Back down on the shoreline, our next stop was Capernaum (the village of Nahum). This city in the days of the Gospels served as Jesus’ home-base for ministry. Sitting in the 5th century synagogue, we read from Mark 1,2 and 9; Luke 7; and John 6. These were teachings, healings, and life-lessons shared by Jesus right here! It is also most likely along the shoreline here where Jesus called His first disciples (Matthew 4). He also called Matthew (Levi here, Mt. 9).
Ancient Boat/Boat Ride
We ended the day by returning to Nof Ginnosar where we saw the 1st century ancient boat discovered here in 1986. This wooden boat was literally found in the mud of the lake and then careful extracted and restored. It was incredible to see this, helping us to picture the type of boat used in Jesus’ day. We also enjoyed a 50 minute boat ride out on the lake. We enjoyed a time of worship and reflection, reading the two storm narratives (Mark 4 and Matthew 14). We also saw a nice sunset.
Following dinner, our activity was rock painting. Taking the rocks/stones we collected in the afternoon, we enjoyed painting our rocks reflecting themes and life-lessons that touched our heart.

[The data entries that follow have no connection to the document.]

//! Settlement of owner-operated taxi reports.
//!
//! Each report is settled on its own:
//!
//! - `sm_fee = round(sm_revenue * 28%)`, charged by the `sm` platform only
//! - `revenue_after_fee = be_revenue + sm_revenue - sm_fee`
//! - `driver_salary = round(revenue_after_fee * driver_share)`
//! - the driver already holds `cash_revenue`, so `driver_salary -
//!   cash_revenue` is owed by the company when positive and by the driver
//!   when negative
//! - `owner_profit = revenue_after_fee - driver_salary - fuel_cost - other_cost`
//!
//! Period totals add up the settled reports field by field. They are never
//! re-derived from summed revenue, so the total salary is exactly the sum of
//! the daily salaries.

use chrono::NaiveDate;
use serde::{Deserialize, Serialize};
use uuid::Uuid;

use crate::{Money, Rate, TaxiDailyReport};

/// Fee of the `sm` platform, in basis points.
pub const SM_FEE_BP: u32 = 2_800;

const SM_FEE: Rate = match Rate::const_from_basis_points(SM_FEE_BP) {
    Some(rate) => rate,
    None => panic!("sm fee exceeds 100%"),
};

/// Who owes money once the day is settled.
#[derive(Clone, Copy, Debug, PartialEq, Eq, Serialize, Deserialize)]
#[serde(rename_all = "snake_case")]
pub enum SettlementDirection {
    CompanyOwesDriver,
    DriverOwesCompany,
    Even,
}

#[derive(Clone, Copy, Debug, Default, PartialEq, Eq, Serialize, Deserialize)]
pub struct SettlementFigures {
    pub be_revenue: Money,
    pub sm_revenue: Money,
    pub sm_fee: Money,
    pub revenue_before_fee: Money,
    pub revenue_after_fee: Money,
    pub cash_revenue: Money,
    pub delta_be: Money,
    pub delta_sm: Money,
    pub driver_salary: Money,
    pub driver_take: Money,
    pub driver_payback: Money,
    pub fuel_cost: Money,
    pub other_cost: Money,
    pub owner_profit: Money,
}

impl SettlementFigures {
    pub fn direction(&self) -> SettlementDirection {
        if self.driver_take.is_positive() {
            SettlementDirection::CompanyOwesDriver
        } else if self.driver_payback.is_positive() {
            SettlementDirection::DriverOwesCompany
        } else {
            SettlementDirection::Even
        }
    }

    fn accumulate(&mut self, other: &SettlementFigures) {
        self.be_revenue += other.be_revenue;
        self.sm_revenue += other.sm_revenue;
        self.sm_fee += other.sm_fee;
        self.revenue_before_fee += other.revenue_before_fee;
        self.revenue_after_fee += other.revenue_after_fee;
        self.cash_revenue += other.cash_revenue;
        self.delta_be += other.delta_be;
        self.delta_sm += other.delta_sm;
        self.driver_salary += other.driver_salary;
        self.driver_take += other.driver_take;
        self.driver_payback += other.driver_payback;
        self.fuel_cost += other.fuel_cost;
        self.other_cost += other.other_cost;
        self.owner_profit += other.owner_profit;
    }
}

/// Settlement of a single report.
#[derive(Clone, Debug, PartialEq, Eq, Serialize, Deserialize)]
pub struct TaxiSettlement {
    pub report_id: Uuid,
    pub taxi_driver_id: Uuid,
    pub report_date: NaiveDate,
    pub driver_share: Rate,
    #[serde(flatten)]
    pub figures: SettlementFigures,
    pub direction: SettlementDirection,
}

#[derive(Clone, Debug, Default, PartialEq, Eq, Serialize, Deserialize)]
pub struct TaxiTotals {
    pub reports: usize,
    #[serde(flatten)]
    pub figures: SettlementFigures,
}

#[derive(Clone, Debug, PartialEq, Eq, Serialize, Deserialize)]
pub struct TaxiSettlementReport {
    pub settlements: Vec<TaxiSettlement>,
    pub totals: TaxiTotals,
}

/// Settles one report given the driver's share.
pub fn settle(report: &TaxiDailyReport, driver_share: Rate) -> TaxiSettlement {
    let input = &report.input;

    let sm_fee = SM_FEE.apply(input.sm_revenue);
    let revenue_before_fee = input.be_revenue + input.sm_revenue;
    let revenue_after_fee = input.be_revenue + (input.sm_revenue - sm_fee);
    let driver_salary = driver_share.apply(revenue_after_fee);

    let diff = driver_salary - input.cash_revenue;
    let (driver_take, driver_payback) = if diff.is_positive() {
        (diff, Money::ZERO)
    } else {
        (Money::ZERO, -diff)
    };

    let figures = SettlementFigures {
        be_revenue: input.be_revenue,
        sm_revenue: input.sm_revenue,
        sm_fee,
        revenue_before_fee,
        revenue_after_fee,
        cash_revenue: input.cash_revenue,
        delta_be: input.be_wallet_end - input.be_wallet_start,
        delta_sm: input.sm_wallet_end - input.sm_wallet_start,
        driver_salary,
        driver_take,
        driver_payback,
        fuel_cost: input.fuel_cost,
        other_cost: input.other_cost,
        owner_profit: revenue_after_fee - driver_salary - input.fuel_cost - input.other_cost,
    };

    TaxiSettlement {
        report_id: report.id,
        taxi_driver_id: input.taxi_driver_id,
        report_date: input.report_date,
        driver_share,
        direction: figures.direction(),
        figures,
    }
}

/// Folds settled reports into period totals.
pub fn summarize(settlements: Vec<TaxiSettlement>) -> TaxiSettlementReport {
    let mut totals = TaxiTotals::default();
    for settlement in &settlements {
        totals.reports += 1;
        totals.figures.accumulate(&settlement.figures);
    }
    TaxiSettlementReport {
        settlements,
        totals,
    }
}

#[cfg(test)]
mod tests {
    use chrono::Utc;

    use super::*;
    use crate::TaxiReportInput;

    fn report(be: i64, sm: i64, cash: i64, fuel: i64, other: i64) -> TaxiDailyReport {
        TaxiDailyReport::new(
            TaxiReportInput {
                taxi_driver_id: Uuid::new_v4(),
                report_date: NaiveDate::from_ymd_opt(2024, 6, 10).unwrap(),
                be_revenue: Money::new(be),
                sm_revenue: Money::new(sm),
                cash_revenue: Money::new(cash),
                fuel_cost: Money::new(fuel),
                other_cost: Money::new(other),
                ..Default::default()
            },
            Utc::now(),
        )
    }

    fn share(percent: f64) -> Rate {
        Rate::from_percent(percent).unwrap()
    }

    #[test]
    fn settles_reference_day() {
        let settlement = settle(
            &report(1_000_000, 500_000, 700_000, 100_000, 0),
            share(60.0),
        );
        let f = &settlement.figures;
        assert_eq!(f.sm_fee, Money::new(140_000));
        assert_eq!(f.revenue_before_fee, Money::new(1_500_000));
        assert_eq!(f.revenue_after_fee, Money::new(1_360_000));
        assert_eq!(f.driver_salary, Money::new(816_000));
        assert_eq!(f.driver_take, Money::new(116_000));
        assert_eq!(f.driver_payback, Money::ZERO);
        assert_eq!(f.owner_profit, Money::new(444_000));
        assert_eq!(settlement.direction, SettlementDirection::CompanyOwesDriver);
    }

    #[test]
    fn driver_pays_back_when_cash_exceeds_salary() {
        let settlement = settle(&report(1_000_000, 0, 900_000, 0, 0), share(60.0));
        assert_eq!(settlement.figures.driver_salary, Money::new(600_000));
        assert_eq!(settlement.figures.driver_take, Money::ZERO);
        assert_eq!(settlement.figures.driver_payback, Money::new(300_000));
        assert_eq!(settlement.direction, SettlementDirection::DriverOwesCompany);
    }

    #[test]
    fn even_day_owes_nothing() {
        let settlement = settle(&report(1_000_000, 0, 500_000, 0, 0), share(50.0));
        assert_eq!(settlement.figures.driver_take, Money::ZERO);
        assert_eq!(settlement.figures.driver_payback, Money::ZERO);
        assert_eq!(settlement.direction, SettlementDirection::Even);
    }

    #[test]
    fn wallet_deltas_are_diagnostic_only() {
        let mut with_wallets = report(1_000_000, 500_000, 700_000, 100_000, 0);
        with_wallets.input.be_wallet_start = Money::new(200_000);
        with_wallets.input.be_wallet_end = Money::new(50_000);
        with_wallets.input.sm_wallet_start = Money::new(-10_000);
        with_wallets.input.sm_wallet_end = Money::new(350_000);

        let plain = settle(&report(1_000_000, 500_000, 700_000, 100_000, 0), share(60.0));
        let settled = settle(&with_wallets, share(60.0));
        assert_eq!(settled.figures.delta_be, Money::new(-150_000));
        assert_eq!(settled.figures.delta_sm, Money::new(360_000));
        assert_eq!(settled.figures.driver_salary, plain.figures.driver_salary);
        assert_eq!(settled.figures.owner_profit, plain.figures.owner_profit);
    }

    #[test]
    fn totals_are_sums_of_daily_settlements() {
        // 33_333 * 60% = 19_999.8 rounds to 20_000 per day; a salary taken
        // on the summed revenue would give 59_999.
        let days = vec![
            settle(&report(33_333, 0, 0, 0, 0), share(60.0)),
            settle(&report(33_333, 0, 0, 0, 0), share(60.0)),
            settle(&report(33_333, 0, 0, 0, 0), share(60.0)),
        ];
        let summary = summarize(days);
        assert_eq!(summary.totals.reports, 3);
        assert_eq!(summary.totals.figures.revenue_after_fee, Money::new(99_999));
        assert_eq!(summary.totals.figures.driver_salary, Money::new(60_000));
        assert_eq!(summary.totals.figures.driver_take, Money::new(60_000));
        assert_eq!(summary.totals.figures.owner_profit, Money::new(39_999));
    }

    #[test]
    fn empty_period_sums_to_zero() {
        let summary = summarize(Vec::new());
        assert_eq!(summary.totals, TaxiTotals::default());
        assert!(summary.settlements.is_empty());
    }
}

DAY 5 – FRIDAY, FEBRUARY 22: KINNERET CEMETERY, BETH SHEAN, SHILOH, JERICHO, DEAD SEA
Today was another sunny day. It was a bit warmer too as we drove south all day. High temps today were in the 70s.
At the southern end of there Sea of Galilee is a famous cemetery named the Kinneret. In this cemetery are buried many of the early Jewish pioneers of Israel from the late 19th century/early 20th century. One grave belongs to Rachel, a single Jewish woman from the Ukraine. She died in 1931. She is famous for her poems. Shlomo read a few and sang a them of them. He picture appears on the new 20 shekel bill today!

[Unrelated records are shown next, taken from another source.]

pub use sea_orm_migration::prelude::*;

mod m20260101_000000_init;

pub struct Migrator;

#[async_trait::async_trait]
impl MigratorTrait for Migrator {
    fn migrations() -> Vec<Box<dyn MigrationTrait>> {
        vec![Box::new(m20260101_000000_init::Migration)]
    }
}
//! Who is calling the engine.
//!
//! The session is passed explicitly to the operations that depend on the
//! caller's identity (taxi report submission and listing).

use serde::{Deserialize, Serialize};
use uuid::Uuid;

use crate::{EngineError, ResultEngine};

#[derive(Clone, Copy, Debug, PartialEq, Eq, Serialize, Deserialize)]
#[serde(tag = "role", rename_all = "snake_case")]
pub enum Session {
    /// Office staff: may act on every driver.
    Staff,
    /// A taxi driver: may only see and submit their own reports.
    TaxiDriver { taxi_driver_id: Uuid },
}

impl Session {
    /// Fails unless the session may submit a report for `taxi_driver_id`.
    pub fn ensure_can_report_for(&self, taxi_driver_id: Uuid) -> ResultEngine<()> {
        match self {
            Self::Staff => Ok(()),
            Self::TaxiDriver { taxi_driver_id: own } if *own == taxi_driver_id => Ok(()),
            Self::TaxiDriver { .. } => Err(EngineError::Forbidden(
                "taxi drivers can only report for themselves".to_string(),
            )),
        }
    }

    /// Resolves the taxi driver filter for a listing.
    ///
    /// Staff get what they asked for. A taxi driver is always restricted to
    /// their own reports, and asking for someone else's is forbidden.
    pub fn scope_taxi_driver(&self, requested: Option<Uuid>) -> ResultEngine<Option<Uuid>> {
        match (self, requested) {
            (Self::Staff, requested) => Ok(requested),
            (Self::TaxiDriver { taxi_driver_id }, None) => Ok(Some(*taxi_driver_id)),
            (Self::TaxiDriver { taxi_driver_id }, Some(id)) if id == *taxi_driver_id => Ok(Some(id)),
            (Self::TaxiDriver { .. }, Some(_)) => Err(EngineError::Forbidden(
                "taxi drivers can only list their own reports".to_string(),
            )),
        }
    }
}
use axum::{Json, http::StatusCode, response::IntoResponse};
use engine::EngineError;

use serde::Serialize;
pub use server::{app, run, run_with_listener, spawn_with_listener};

mod assignments;
mod lookups;
mod reports;
mod server;
mod taxi;

pub mod types {
    pub mod assignment {
        pub use api_types::assignment::AssignmentResolve;
        pub use engine::{Assignment, AssignmentStatus};
    }

    pub mod payroll {
        pub use api_types::payroll::{ApproveRange, Approved};
        pub use engine::PayrollReport;
    }

    pub mod reports {
        pub use api_types::DateWindow;
        pub use engine::{CalendarMonth, RevenueReport};
    }

    pub mod taxi {
        pub use api_types::taxi::{TaxiReportNew, TaxiSettlementsQuery};
        pub use engine::{TaxiDailyReport, TaxiSettlementReport};
    }
}

pub enum ServerError {
    Engine(EngineError),
    Generic(String),
}

#[derive(Serialize)]
struct Error {
    error: String,
}

fn status_for_engine_error(err: &EngineError) -> StatusCode {
    match err {
        EngineError::Forbidden(_) => StatusCode::FORBIDDEN,
        EngineError::KeyNotFound(_) => StatusCode::NOT_FOUND,
        EngineError::Database(_) => StatusCode::INTERNAL_SERVER_ERROR,
        EngineError::InvalidAmount(_)
        | EngineError::InvalidRate(_)
        | EngineError::InvalidRange(_)
        | EngineError::InvalidState(_) => StatusCode::UNPROCESSABLE_ENTITY,
    }
}

fn message_for_engine_error(err: EngineError) -> String {
    match err {
        EngineError::Database(db_err) => {
            tracing::error!("database error: {db_err}");
            "internal server error".to_string()
        }
        other => other.to_string(),
    }
}

impl IntoResponse for ServerError {
    fn into_response(self) -> axum::response::Response {
        let (status, error) = match self {
            ServerError::Engine(err) => (status_for_engine_error(&err), message_for_engine_error(err)),
            ServerError::Generic(err) => (StatusCode::BAD_REQUEST, err),
        };

        (status, Json(Error { error })).into_response()
    }
}

impl From<EngineError> for ServerError {
    fn from(value: EngineError) -> Self {
        Self::Engine(value)
    }
}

Driving south through the Jordan Valley we arrived at Beth Shean. This is a huge Roman city. It was one of the Decapolis cities, the only one on the western side of the Jordan River. Walking through the ruins we saw colonnaded Roman streets, a bathhouse, the agora (forum or marketer place), many mosaics, public latrenes, and a large theater. Some in the group hiked up 190 steps to the Old Testament tel of the city where the bodies of Saul and his three sons were hung on its walls (1 Samuel 31). The view of the Roman city from the top was incredible.

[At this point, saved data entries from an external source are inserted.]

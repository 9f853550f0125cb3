//! Owner-operated taxi drivers.
//!
//! This roster is independent from the chauffeur [`Driver`](crate::Driver)
//! roster: taxi drivers keep a share of the post-fee revenue instead of a
//! commission on bookings.

use sea_orm::entity::{ActiveValue, prelude::*};
use serde::{Deserialize, Serialize};
use uuid::Uuid;

use crate::{EngineError, Money, Rate};

#[derive(Clone, Debug, PartialEq, Serialize, Deserialize)]
pub struct TaxiDriver {
    pub id: Uuid,
    pub name: String,
    pub phone: String,
    pub car_plate: String,
    /// Share of the post-fee revenue kept by the driver.
    pub driver_share: Rate,
    pub be_wallet_baseline: Money,
    pub sm_wallet_baseline: Money,
    pub active: bool,
}

impl TaxiDriver {
    pub fn new(name: &str, car_plate: &str, driver_share: Rate) -> Self {
        Self {
            id: Uuid::new_v4(),
            name: name.to_string(),
            phone: String::new(),
            car_plate: car_plate.to_string(),
            driver_share,
            be_wallet_baseline: Money::ZERO,
            sm_wallet_baseline: Money::ZERO,
            active: true,
        }
    }
}

#[derive(Clone, Debug, PartialEq, DeriveEntityModel)]
#[sea_orm(table_name = "taxi_drivers")]
pub struct Model {
    #[sea_orm(primary_key, auto_increment = false)]
    pub id: Uuid,
    pub name: String,
    pub phone: String,
    pub car_plate: String,
    pub driver_share: f64,
    pub be_wallet_baseline: i64,
    pub sm_wallet_baseline: i64,
    pub active: bool,
}

#[derive(Copy, Clone, Debug, EnumIter, DeriveRelation)]
pub enum Relation {
    #[sea_orm(has_many = "crate::taxi_reports::Entity")]
    Reports,
}

impl Related<crate::taxi_reports::Entity> for Entity {
    fn to() -> RelationDef {
        Relation::Reports.def()
    }
}

impl ActiveModelBehavior for ActiveModel {}

impl From<&TaxiDriver> for ActiveModel {
    fn from(value: &TaxiDriver) -> Self {
        Self {
            id: ActiveValue::Set(value.id),
            name: ActiveValue::Set(value.name.clone()),
            phone: ActiveValue::Set(value.phone.clone()),
            car_plate: ActiveValue::Set(value.car_plate.clone()),
            driver_share: ActiveValue::Set(value.driver_share.percent()),
            be_wallet_baseline: ActiveValue::Set(value.be_wallet_baseline.minor()),
            sm_wallet_baseline: ActiveValue::Set(value.sm_wallet_baseline.minor()),
            active: ActiveValue::Set(value.active),
        }
    }
}

impl TryFrom<Model> for TaxiDriver {
    type Error = EngineError;

    fn try_from(model: Model) -> Result<Self, Self::Error> {
        let driver_share = Rate::from_percent(model.driver_share).map_err(|err| {
            EngineError::InvalidRate(format!("taxi driver {} share: {err}", model.id))
        })?;
        Ok(Self {
            id: model.id,
            name: model.name,
            phone: model.phone,
            car_plate: model.car_plate,
            driver_share,
            be_wallet_baseline: Money::new(model.be_wallet_baseline),
            sm_wallet_baseline: Money::new(model.sm_wallet_baseline),
            active: model.active,
        })
    }
}
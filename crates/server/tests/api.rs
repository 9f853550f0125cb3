use axum::{
    Router,
    body::Body,
    http::{Request, StatusCode},
};
use chrono::NaiveDate;
use http_body_util::BodyExt;
use sea_orm::{ActiveModelTrait, Database, DatabaseConnection, EntityTrait, PaginatorTrait};
use serde_json::{Value, json};
use tower::util::ServiceExt;
use uuid::Uuid;

use engine::{
    Booking, Driver, Engine, Money, Rate, TaxiDriver, bookings, drivers, taxi_drivers, taxi_reports,
};
use migration::MigratorTrait;

async fn app_with_db() -> (Router, DatabaseConnection) {
    let db = Database::connect("sqlite::memory:").await.unwrap();
    migration::Migrator::up(&db, None).await.unwrap();
    let engine = Engine::builder()
        .database(db.clone())
        .build()
        .await
        .unwrap();
    (server::app(engine), db)
}

async fn seed_driver(db: &DatabaseConnection) -> Driver {
    let driver = Driver::new("Minh", None, Money::ZERO);
    drivers::ActiveModel::from(&driver).insert(db).await.unwrap();
    driver
}

async fn seed_booking(db: &DatabaseConnection, date: &str, total_price: i64) -> Booking {
    let date = NaiveDate::parse_from_str(date, "%Y-%m-%d").unwrap();
    let booking = Booking::new("Alice", "HN-HL", "SUV7", date, Money::new(total_price));
    bookings::ActiveModel::from(&booking).insert(db).await.unwrap();
    booking
}

async fn seed_taxi_driver(db: &DatabaseConnection, name: &str) -> TaxiDriver {
    let driver = TaxiDriver::new(name, "30F-555.55", Rate::from_percent(60.0).unwrap());
    taxi_drivers::ActiveModel::from(&driver)
        .insert(db)
        .await
        .unwrap();
    driver
}

fn get(uri: &str) -> Request<Body> {
    Request::builder().uri(uri).body(Body::empty()).unwrap()
}

fn post_json(uri: &str, body: Value) -> Request<Body> {
    Request::builder()
        .method("POST")
        .uri(uri)
        .header("content-type", "application/json")
        .body(Body::from(body.to_string()))
        .unwrap()
}

async fn send(app: &Router, request: Request<Body>) -> (StatusCode, Value) {
    let response = app.clone().oneshot(request).await.unwrap();
    let status = response.status();
    let bytes = response.into_body().collect().await.unwrap().to_bytes();
    let body = if bytes.is_empty() {
        Value::Null
    } else {
        serde_json::from_slice(&bytes).unwrap()
    };
    (status, body)
}

#[tokio::test]
async fn unknown_driver_is_404_with_error_body() {
    let (app, _db) = app_with_db().await;

    let (status, body) = send(&app, get(&format!("/drivers/{}", Uuid::new_v4()))).await;
    assert_eq!(status, StatusCode::NOT_FOUND);
    assert!(body["error"].as_str().unwrap().contains("driver not exists"));
}

#[tokio::test]
async fn inverted_range_is_422_and_missing_range_is_400() {
    let (app, _db) = app_with_db().await;

    let (status, body) = send(&app, get("/calendar?from=2024-06-30&to=2024-06-01")).await;
    assert_eq!(status, StatusCode::UNPROCESSABLE_ENTITY);
    assert!(body["error"].is_string());

    let (status, _) = send(&app, get("/calendar")).await;
    assert_eq!(status, StatusCode::BAD_REQUEST);
}

#[tokio::test]
async fn assign_then_approve() {
    let (app, db) = app_with_db().await;
    let driver = seed_driver(&db).await;
    let booking = seed_booking(&db, "2024-06-10", 2_000_000).await;

    let (status, assignment) = send(
        &app,
        post_json(
            &format!("/bookings/{}/assignment", booking.id),
            json!({ "driver_id": driver.id }),
        ),
    )
    .await;
    assert_eq!(status, StatusCode::OK);
    assert_eq!(assignment["status"], "assigned");
    assert_eq!(assignment["driver_pay"], 1_400_000);
    assert_eq!(assignment["company_profit"], 600_000);

    let approve = || {
        post_json(
            &format!("/drivers/{}/approve", driver.id),
            json!({ "from": "2024-06-01", "to": "2024-06-30" }),
        )
    };
    let (status, body) = send(&app, approve()).await;
    assert_eq!(status, StatusCode::OK);
    assert_eq!(body, json!({ "approved": 1 }));
    let (_, body) = send(&app, approve()).await;
    assert_eq!(body, json!({ "approved": 0 }));

    let (status, payroll) = send(
        &app,
        get(&format!(
            "/drivers/{}/payroll?from=2024-06-01&to=2024-06-30",
            driver.id
        )),
    )
    .await;
    assert_eq!(status, StatusCode::OK);
    assert_eq!(payroll["summary"]["paid_pay"], 1_400_000);
    assert_eq!(payroll["months"][0]["month"], "2024-06");

    let (status, revenue) = send(&app, get("/revenue?from=2024-06-01&to=2024-06-30")).await;
    assert_eq!(status, StatusCode::OK);
    assert_eq!(
        revenue["days"][0],
        json!({ "date": "2024-06-10", "revenue": 2_000_000, "driver": 1_400_000, "profit": 600_000 })
    );
}

#[tokio::test]
async fn completing_an_unassigned_trip_is_422() {
    let (app, db) = app_with_db().await;
    let booking = seed_booking(&db, "2024-06-10", 1_000_000).await;

    let (_, assignment) = send(
        &app,
        post_json(&format!("/bookings/{}/assignment", booking.id), json!({})),
    )
    .await;
    assert_eq!(assignment["status"], "unassigned");

    let id = assignment["id"].as_str().unwrap();
    let (status, _) = send(
        &app,
        post_json(&format!("/assignments/{id}/complete"), json!({})),
    )
    .await;
    assert_eq!(status, StatusCode::UNPROCESSABLE_ENTITY);
}

#[tokio::test]
async fn taxi_header_scopes_the_session() {
    let (app, db) = app_with_db().await;
    let hung = seed_taxi_driver(&db, "Hung").await;
    let tuan = seed_taxi_driver(&db, "Tuan").await;
    let report = json!({
        "taxi_driver_id": tuan.id,
        "report_date": "2024-06-10",
        "be_revenue": 1_000_000,
        "sm_revenue": 500_000,
        "cash_revenue": 700_000,
        "fuel_cost": 100_000,
    });

    let mut as_hung = post_json("/taxi/reports", report.clone());
    as_hung
        .headers_mut()
        .insert("x-taxi-driver-id", hung.id.to_string().parse().unwrap());
    let (status, _) = send(&app, as_hung).await;
    assert_eq!(status, StatusCode::FORBIDDEN);

    let (status, created) = send(&app, post_json("/taxi/reports", report)).await;
    assert_eq!(status, StatusCode::CREATED);
    assert_eq!(created["taxi_driver_id"], json!(tuan.id));

    let (status, settlements) =
        send(&app, get("/taxi/settlements?from=2024-06-01&to=2024-06-30")).await;
    assert_eq!(status, StatusCode::OK);
    assert_eq!(settlements["totals"]["reports"], 1);
    assert_eq!(settlements["settlements"][0]["driver_salary"], 816_000);
    assert_eq!(settlements["settlements"][0]["owner_profit"], 444_000);

    let mut bad_header = get("/taxi/settlements?from=2024-06-01&to=2024-06-30");
    bad_header
        .headers_mut()
        .insert("x-taxi-driver-id", "not-a-uuid".parse().unwrap());
    let (status, _) = send(&app, bad_header).await;
    assert_eq!(status, StatusCode::BAD_REQUEST);
}

#[tokio::test]
async fn taxi_report_without_driver_or_date_is_rejected() {
    let (app, db) = app_with_db().await;
    let hung = seed_taxi_driver(&db, "Hung").await;

    for body in [
        json!({ "taxi_driver_id": hung.id, "be_revenue": 1_000 }),
        json!({ "report_date": "2024-06-10", "be_revenue": 1_000 }),
    ] {
        let (status, _) = send(&app, post_json("/taxi/reports", body)).await;
        assert!(status.is_client_error(), "unexpected status {status}");
    }
    assert_eq!(taxi_reports::Entity::find().count(&db).await.unwrap(), 0);

    let (status, created) = send(
        &app,
        post_json(
            "/taxi/reports",
            json!({ "taxi_driver_id": hung.id, "report_date": "2024-06-10" }),
        ),
    )
    .await;
    assert_eq!(status, StatusCode::CREATED);
    assert_eq!(created["report_date"], "2024-06-10");
    assert_eq!(created["be_revenue"], 0);
}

Next, we continued south, driving uniquely through the Hill Country of Samaria. The Patriarchs traveled through this region (Abraham, Isaac, Jacob). Along the way we saw shepherds with the flocks. We finally arrived at Shiloh. It as here where the Tabernacle stood for about 305 years (the Talmud says 369 years). After climbing the tel and watching a short video, we read from 1 Samuel 3 (the call of Samuel by God), and Jeremiah 7. We walked down to the area where some believe the Tabernacle once stood before being destroyed by the Philistines (1 Sam. 4). Others feel the Tabernacle was located on top of the site.
Desert of Pareth
Boarding the bus, we continued southward past other biblical cities (Bethel, Gen 12, 28; Michmash, 1 Samuel 13-14) to the Desert of Pareth. Driving down into the deep canyon, we read from Jeremiah 13 about Jeremiah hiding a linen belt here. We stopped briefly to see the amazing flowers blooming in the desert (see Isaiah 35!). Really incredible!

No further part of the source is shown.